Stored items
☆ ☆ ☆ ☆ ☆
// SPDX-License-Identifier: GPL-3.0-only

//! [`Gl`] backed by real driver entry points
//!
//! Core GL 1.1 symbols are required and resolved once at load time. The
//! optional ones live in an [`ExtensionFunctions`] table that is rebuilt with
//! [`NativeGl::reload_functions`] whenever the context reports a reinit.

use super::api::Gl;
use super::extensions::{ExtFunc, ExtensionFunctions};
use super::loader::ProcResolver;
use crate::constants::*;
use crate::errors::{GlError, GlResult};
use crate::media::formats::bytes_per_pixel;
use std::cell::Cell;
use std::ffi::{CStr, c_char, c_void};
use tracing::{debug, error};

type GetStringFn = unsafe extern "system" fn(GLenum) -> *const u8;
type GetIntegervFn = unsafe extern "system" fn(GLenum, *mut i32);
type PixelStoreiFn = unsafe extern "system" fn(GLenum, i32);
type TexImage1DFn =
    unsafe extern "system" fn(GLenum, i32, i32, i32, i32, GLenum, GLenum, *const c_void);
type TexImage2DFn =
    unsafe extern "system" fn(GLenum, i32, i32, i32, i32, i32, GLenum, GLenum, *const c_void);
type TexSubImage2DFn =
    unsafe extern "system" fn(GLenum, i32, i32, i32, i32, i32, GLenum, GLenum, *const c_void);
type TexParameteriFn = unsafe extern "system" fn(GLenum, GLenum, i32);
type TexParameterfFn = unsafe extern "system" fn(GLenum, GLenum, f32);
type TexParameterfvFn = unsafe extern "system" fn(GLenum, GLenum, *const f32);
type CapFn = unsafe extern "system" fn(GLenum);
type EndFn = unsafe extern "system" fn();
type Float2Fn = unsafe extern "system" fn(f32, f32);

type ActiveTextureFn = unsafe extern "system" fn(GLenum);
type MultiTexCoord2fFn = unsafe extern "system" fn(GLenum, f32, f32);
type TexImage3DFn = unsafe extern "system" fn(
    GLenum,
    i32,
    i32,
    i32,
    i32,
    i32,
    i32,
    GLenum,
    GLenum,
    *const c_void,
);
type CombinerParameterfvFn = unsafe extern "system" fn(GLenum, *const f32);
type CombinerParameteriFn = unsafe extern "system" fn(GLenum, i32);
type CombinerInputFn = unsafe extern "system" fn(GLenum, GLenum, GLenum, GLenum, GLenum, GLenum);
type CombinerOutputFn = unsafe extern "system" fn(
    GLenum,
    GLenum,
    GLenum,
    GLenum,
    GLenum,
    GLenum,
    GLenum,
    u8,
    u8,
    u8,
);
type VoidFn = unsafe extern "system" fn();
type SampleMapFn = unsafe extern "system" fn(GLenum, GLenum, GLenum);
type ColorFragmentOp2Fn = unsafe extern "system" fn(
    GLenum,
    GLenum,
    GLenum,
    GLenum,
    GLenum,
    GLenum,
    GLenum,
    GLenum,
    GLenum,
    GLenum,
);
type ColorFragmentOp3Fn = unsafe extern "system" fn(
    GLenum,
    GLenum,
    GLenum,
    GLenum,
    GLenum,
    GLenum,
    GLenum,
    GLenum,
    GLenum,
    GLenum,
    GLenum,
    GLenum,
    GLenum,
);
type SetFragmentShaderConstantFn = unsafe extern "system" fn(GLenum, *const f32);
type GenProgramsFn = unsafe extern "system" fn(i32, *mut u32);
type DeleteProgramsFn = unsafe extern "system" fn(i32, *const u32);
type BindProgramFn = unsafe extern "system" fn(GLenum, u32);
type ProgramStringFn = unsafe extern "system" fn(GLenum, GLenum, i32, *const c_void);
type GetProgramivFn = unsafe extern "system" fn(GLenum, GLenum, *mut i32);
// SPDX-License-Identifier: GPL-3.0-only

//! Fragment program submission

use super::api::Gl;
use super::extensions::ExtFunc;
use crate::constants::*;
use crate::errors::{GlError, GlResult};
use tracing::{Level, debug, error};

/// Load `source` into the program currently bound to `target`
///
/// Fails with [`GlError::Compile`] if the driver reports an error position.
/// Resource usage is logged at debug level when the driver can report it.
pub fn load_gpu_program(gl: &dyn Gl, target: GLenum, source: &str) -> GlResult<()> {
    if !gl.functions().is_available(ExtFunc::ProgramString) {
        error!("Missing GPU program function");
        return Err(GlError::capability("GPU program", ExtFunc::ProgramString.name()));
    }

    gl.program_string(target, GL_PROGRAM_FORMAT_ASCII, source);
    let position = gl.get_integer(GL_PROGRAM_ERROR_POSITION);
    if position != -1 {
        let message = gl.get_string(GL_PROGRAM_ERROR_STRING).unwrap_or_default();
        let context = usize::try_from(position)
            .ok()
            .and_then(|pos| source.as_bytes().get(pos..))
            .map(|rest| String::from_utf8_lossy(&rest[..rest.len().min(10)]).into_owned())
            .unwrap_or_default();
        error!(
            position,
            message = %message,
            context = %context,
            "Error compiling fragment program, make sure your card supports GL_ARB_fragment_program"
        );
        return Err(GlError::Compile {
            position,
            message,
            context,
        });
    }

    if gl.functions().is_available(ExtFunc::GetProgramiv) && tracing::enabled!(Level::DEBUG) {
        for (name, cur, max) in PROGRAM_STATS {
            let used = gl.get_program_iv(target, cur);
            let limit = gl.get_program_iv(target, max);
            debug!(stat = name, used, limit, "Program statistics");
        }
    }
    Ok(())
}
☆ ☆ ☆ ☆ ☆
(What is needed) Retype all of the entries. Keep each one exactly as written.

(Result of this exercise)
// SPDX-License-Identifier: GPL-3.0-only

//! [`Gl`] backed by real driver entry points
//!
//! Core GL 1.1 symbols are required and resolved once at load time. The
//! optional ones live in an [`ExtensionFunctions`] table that is rebuilt with
//! [`NativeGl::reload_functions`] whenever the context reports a reinit.

use super::api::Gl;
use super::extensions::{ExtFunc, ExtensionFunctions};
use super::loader::ProcResolver;
use crate::constants::*;
use crate::errors::{GlError, GlResult};
use crate::media::formats::bytes_per_pixel;
use std::cell::Cell;
use std::ffi::{CStr, c_char, c_void};
use tracing::{debug, error};

type GetStringFn = unsafe extern "system" fn(GLenum) -> *const u8;
type GetIntegervFn = unsafe extern "system" fn(GLenum, *mut i32);
type PixelStoreiFn = unsafe extern "system" fn(GLenum, i32);
type TexImage1DFn =
    unsafe extern "system" fn(GLenum, i32, i32, i32, i32, GLenum, GLenum, *const c_void);
type TexImage2DFn =
    unsafe extern "system" fn(GLenum, i32, i32, i32, i32, i32, GLenum, GLenum, *const c_void);
type TexSubImage2DFn =
    unsafe extern "system" fn(GLenum, i32, i32, i32, i32, i32, GLenum, GLenum, *const c_void);
type TexParameteriFn = unsafe extern "system" fn(GLenum, GLenum, i32);
type TexParameterfFn = unsafe extern "system" fn(GLenum, GLenum, f32);
type TexParameterfvFn = unsafe extern "system" fn(GLenum, GLenum, *const f32);
type CapFn = unsafe extern "system" fn(GLenum);
type EndFn = unsafe extern "system" fn();
type Float2Fn = unsafe extern "system" fn(f32, f32);

type ActiveTextureFn = unsafe extern "system" fn(GLenum);
type MultiTexCoord2fFn = unsafe extern "system" fn(GLenum, f32, f32);
type TexImage3DFn = unsafe extern "system" fn(
    GLenum,
    i32,
    i32,
    i32,
    i32,
    i32,
    i32,
    GLenum,
    GLenum,
    *const c_void,
);
type CombinerParameterfvFn = unsafe extern "system" fn(GLenum, *const f32);
type CombinerParameteriFn = unsafe extern "system" fn(GLenum, i32);
type CombinerInputFn = unsafe extern "system" fn(GLenum, GLenum, GLenum, GLenum, GLenum, GLenum);
type CombinerOutputFn = unsafe extern "system" fn(
    GLenum,
    GLenum,
    GLenum,
    GLenum,
    GLenum,
    GLenum,
    GLenum,
    u8,
    u8,
    u8,
);
type VoidFn = unsafe extern "system" fn();
type SampleMapFn = unsafe extern "system" fn(GLenum, GLenum, GLenum);
type ColorFragmentOp2Fn = unsafe extern "system" fn(
    GLenum,
    GLenum,
    GLenum,
    GLenum,
    GLenum,
    GLenum,
    GLenum,
    GLenum,
    GLenum,
    GLenum,
);
type ColorFragmentOp3Fn = unsafe extern "system" fn(
    GLenum,
    GLenum,
    GLenum,
    GLenum,
    GLenum,
    GLenum,
    GLenum,
    GLenum,
    GLenum,
    GLenum,
    GLenum,
    GLenum,
    GLenum,
);
type SetFragmentShaderConstantFn = unsafe extern "system" fn(GLenum, *const f32);
type GenProgramsFn = unsafe extern "system" fn(i32, *mut u32);
type DeleteProgramsFn = unsafe extern "system" fn(i32, *const u32);
type BindProgramFn = unsafe extern "system" fn(GLenum, u32);
type ProgramStringFn = unsafe extern "system" fn(GLenum, GLenum, i32, *const c_void);
type GetProgramivFn = unsafe extern "system" fn(GLenum, GLenum, *mut i32);
// SPDX-License-Identifier: GPL-3.0-only

//! Fragment program submission

use super::api::Gl;
use super::extensions::ExtFunc;
use crate::constants::*;
use crate::errors::{GlError, GlResult};
use tracing::{Level, debug, error};

/// Load `source` into the program currently bound to `target`
///
/// Fails with [`GlError::Compile`] if the driver reports an error position.
/// Resource usage is logged at debug level when the driver can report it.
pub fn load_gpu_program(gl: &dyn Gl, target: GLenum, source: &str) -> GlResult<()> {
    if !gl.functions().is_available(ExtFunc::ProgramString) {
        error!("Missing GPU program function");
        return Err(GlError::capability("GPU program", ExtFunc::ProgramString.name()));
    }

    gl.program_string(target, GL_PROGRAM_FORMAT_ASCII, source);
    let position = gl.get_integer(GL_PROGRAM_ERROR_POSITION);
    if position != -1 {
        let message = gl.get_string(GL_PROGRAM_ERROR_STRING).unwrap_or_default();
        let context = usize::try_from(position)
            .ok()
            .and_then(|pos| source.as_bytes().get(pos..))
            .map(|rest| String::from_utf8_lossy(&rest[..rest.len().min(10)]).into_owned())
            .unwrap_or_default();
        error!(
            position,
            message = %message,
            context = %context,
            "Error compiling fragment program, make sure your card supports GL_ARB_fragment_program"
        );
        return Err(GlError::Compile {
            position,
            message,
            context,
        });
    }

    if gl.functions().is_available(ExtFunc::GetProgramiv) && tracing::enabled!(Level::DEBUG) {
        for (name, cur, max) in PROGRAM_STATS {
            let used = gl.get_program_iv(target, cur);
            let limit = gl.get_program_iv(target, max);
            debug!(stat = name, used, limit, "Program statistics");
        }
    }
    Ok(())
}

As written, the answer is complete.